In our last two posts, we shared the dangers of over-familiarity. Over-familiarity is when someone acts like they are your friend, that they are intimate with you, but they only know surface things about you. Because of this, their friendship does not have the appropriate level of respect. An attitude like that stopped Jesus working miracles in Nazareth, so that it is vital that as a leader you learn to spot the signs. Both in yourself so you can make sure you receive your miracles, and in others so you can teach and train them so they can receive their miracles.

  1. When People Enter Into Discussions that are not their concern. Remember Peter actually rebuked Jesus for saying that He was going to die. Just because Jesus and Peter were close enough for Jesus to share this important information, did not mean Peter was at the level where he could rebuke Jesus for having the “wrong” plan of salvation. I have people comment on what I eat, my cat, my travel schedule. If people feel they can make comments on personal things without you asking their input, they are stepping into over-familiarity. Peter had one revelation. One good prophetic word, about who Jesus was. Jesus told Him “you got that straight from the Father”, and the praise went straight to Peter’s ego, who before that same conversation was over was correcting Jesus. (Leaders should be corrected, but not by the people who are working for them, not by the people they have raised up, and not by people pretending to be over-familiar!)
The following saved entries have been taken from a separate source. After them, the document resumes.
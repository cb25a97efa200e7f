//! Scene configuration
//!
//! Every tunable of the particle scene lives in [`SceneConfig`]. The defaults
//! are the hand-tuned values the splash effect was built around; they are
//! exposed as named constants so callers can refer to them directly.
//!
//! Configs can be loaded from JSON. Missing fields fall back to defaults, so a
//! file only needs the values it overrides:
//!
//! ```
//! use splash_sim_core::SceneConfig;
//!
//! let config = SceneConfig::from_json_str(r#"{ "spawn_probability": 0.25 }"#).unwrap();
//! assert_eq!(config.spawn_probability, 0.25);
//! assert_eq!(config.floor_y, splash_sim_core::config::FLOOR_Y);
//! ```

use serde::{Deserialize, Serialize};
use std::fs;
use std::ops::Range;
use std::path::Path;
use thiserror::Error;

/// Height of the floor plane; drops below it are removed
pub const FLOOR_Y: f32 = -3.0;

/// Gravitational acceleration applied to water drops (m/s²)
pub const GRAVITY: f32 = 9.81;

/// Fraction of a drop's velocity applied to its position each step
pub const DROP_POSITION_DAMPING: f32 = 0.5;

/// Fraction of a splash particle's velocity applied to its position each step
pub const SPLASH_POSITION_DAMPING: f32 = 0.25;

/// Lifetime of a splash particle in seconds
pub const SPLASH_TIME_TO_LIVE: f32 = 2.75;

/// Chance per frame that the continuous spawner emits a drop
pub const DROP_SPAWN_PROBABILITY: f32 = 0.01;

/// Scene configuration errors
#[derive(Error, Debug)]
pub enum ConfigError {
    /// Config file could not be read
    #[error("Config file error: {0}")]
    FileError(#[from] std::io::Error),
    /// Config text is not valid JSON for [`SceneConfig`]
    #[error("Config parse error: {0}")]
    ParseError(String),
    /// A value is outside the range the scene can run with
    #[error("Config validation error: {0}")]
    ValidationError(String),
}

/// Result alias for configuration operations
pub type ConfigResult<T> = Result<T, ConfigError>;

/// Tunable parameters of the particle scene
#[derive(Debug, Clone, PartialEq, Serialize, Deserialize)]
#[serde(default)]
pub struct SceneConfig {
    /// Drops whose height falls below this are removed
    pub floor_y: f32,
    /// Downward acceleration on drops
    pub gravity: f32,
    /// Position damping for drops
    pub drop_damping: f32,
    /// Position damping for splash particles
    pub splash_damping: f32,
    /// Initial time-to-live of splash particles (seconds)
    pub splash_time_to_live: f32,
    /// Per-frame probability of spawning a drop (0-1)
    pub spawn_probability: f32,

    /// Spawn region, x axis
    pub drop_spawn_x: Range<f32>,
    /// Spawn region, y axis
    pub drop_spawn_y: Range<f32>,
    /// Spawn region, z axis
    pub drop_spawn_z: Range<f32>,
    /// Per-component range of a new drop's velocity
    pub drop_velocity: Range<f32>,
    /// Width/height range of a new drop
    pub drop_scale: Range<f32>,

    /// Per-component range of a splash particle's launch velocity
    pub splash_velocity: Range<f32>,
    /// Width/height range of a splash particle
    pub splash_scale: Range<f32>,
    /// Per-component range of the random splash forcing
    pub splash_acceleration: Range<f32>,
}

impl Default for SceneConfig {
    fn default() -> Self {
        Self {
            floor_y: FLOOR_Y,
            gravity: GRAVITY,
            drop_damping: DROP_POSITION_DAMPING,
            splash_damping: SPLASH_POSITION_DAMPING,
            splash_time_to_live: SPLASH_TIME_TO_LIVE,
            spawn_probability: DROP_SPAWN_PROBABILITY,
            drop_spawn_x: 1.0..5.0,
            drop_spawn_y: 5.5..7.5,
            // Reversed range, sampled between -4.5 and -1.5
            drop_spawn_z: Range {
                start: -1.5,
                end: -4.5,
            },
            drop_velocity: 0.0..0.05,
            drop_scale: 0.1..0.35,
            splash_velocity: -1.5..1.5,
            splash_scale: 0.05..0.15,
            splash_acceleration: 0.0..50.0,
        }
    }
}

impl SceneConfig {
    /// Create the default configuration
    pub fn new() -> Self {
        Self::default()
    }

    /// Parse a configuration from JSON and validate it
    ///
    /// # Errors
    ///
    /// Returns [`ConfigError::ParseError`] for malformed JSON and
    /// [`ConfigError::ValidationError`] for out-of-range values.
    pub fn from_json_str(content: &str) -> ConfigResult<Self> {
        let config: SceneConfig =
            serde_json::from_str(content).map_err(|e| ConfigError::ParseError(e.to_string()))?;
        config.validate()?;
        Ok(config)
    }

    /// Load a configuration from a JSON file and validate it
    ///
    /// # Errors
    ///
    /// Returns [`ConfigError::FileError`] if the file cannot be read, otherwise
    /// the same errors as [`SceneConfig::from_json_str`].
    pub fn from_json_file<P: AsRef<Path>>(path: P) -> ConfigResult<Self> {
        let content = fs::read_to_string(path)?;
        Self::from_json_str(&content)
    }

    /// Serialize to pretty-printed JSON
    ///
    /// # Errors
    ///
    /// Returns [`ConfigError::ParseError`] if serialization fails.
    pub fn to_json_pretty(&self) -> ConfigResult<String> {
        serde_json::to_string_pretty(self).map_err(|e| ConfigError::ParseError(e.to_string()))
    }

    /// Check every value is one the scene can run with
    ///
    /// # Errors
    ///
    /// Returns [`ConfigError::ValidationError`] naming the first bad field.
    pub fn validate(&self) -> ConfigResult<()> {
        let scalars = [
            ("floor_y", self.floor_y),
            ("gravity", self.gravity),
            ("drop_damping", self.drop_damping),
            ("splash_damping", self.splash_damping),
            ("splash_time_to_live", self.splash_time_to_live),
            ("spawn_probability", self.spawn_probability),
        ];
        for (name, value) in scalars {
            if !value.is_finite() {
                return Err(invalid(name, &format!("must be finite, got {value}")));
            }
        }

        if !(0.0..=1.0).contains(&self.spawn_probability) {
            return Err(invalid(
                "spawn_probability",
                &format!("must be within 0-1, got {}", self.spawn_probability),
            ));
        }
        if self.gravity < 0.0 {
            return Err(invalid("gravity", "must not be negative"));
        }
        if self.drop_damping < 0.0 {
            return Err(invalid("drop_damping", "must not be negative"));
        }
        if self.splash_damping < 0.0 {
            return Err(invalid("splash_damping", "must not be negative"));
        }
        if self.splash_time_to_live <= 0.0 {
            return Err(invalid(
                "splash_time_to_live",
                &format!("must be positive, got {}", self.splash_time_to_live),
            ));
        }

        let ranges = [
            ("drop_spawn_x", &self.drop_spawn_x),
            ("drop_spawn_y", &self.drop_spawn_y),
            ("drop_spawn_z", &self.drop_spawn_z),
            ("drop_velocity", &self.drop_velocity),
            ("drop_scale", &self.drop_scale),
            ("splash_velocity", &self.splash_velocity),
            ("splash_scale", &self.splash_scale),
            ("splash_acceleration", &self.splash_acceleration),
        ];
        for (name, range) in ranges {
            if !range.start.is_finite() || !range.end.is_finite() {
                return Err(invalid(name, "range bounds must be finite"));
            }
        }

        Ok(())
    }
}

fn invalid(field: &str, reason: &str) -> ConfigError {
    ConfigError::ValidationError(format!("{field}: {reason}"))
}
  2. Over-Familiar People Find Faults. They look at you on a natural level, so over time will make carnal judgments about you. In Nazareth they thought about Jesus’ family, brothers, sisters, and on a natural level “realized” he could do no mighty work, and guess what happened – they received nothing from Him. Being over-familiar becomes a self-fulfilling prophecy of receiving nothing.
  3. Over-Familiar People Attract Fault-Finders. Always beware of the people in any church who all the grumblers and complainers are attracted to! Church does not need a union rep!
  4. Over-Familiar People Tell Rather than Ask.
  5. Over-Familiar People Presume they are Entitled to Your Privileges. We have people get up and start praying for people on Sunday like they are elders and were never given permission. They presume on privilege! That is a dangerous familiarity! We had a pastor recently change his title on his emails. He stopped using the title we gave him, and started using his own one. That is a dangerous level of presumption. He didn’t even ask once. If that kind of over-familiarity is not dealt with, it will grow into pride and rebellion. Anyone who resents you and your privilege can be tempted into over-familiarity.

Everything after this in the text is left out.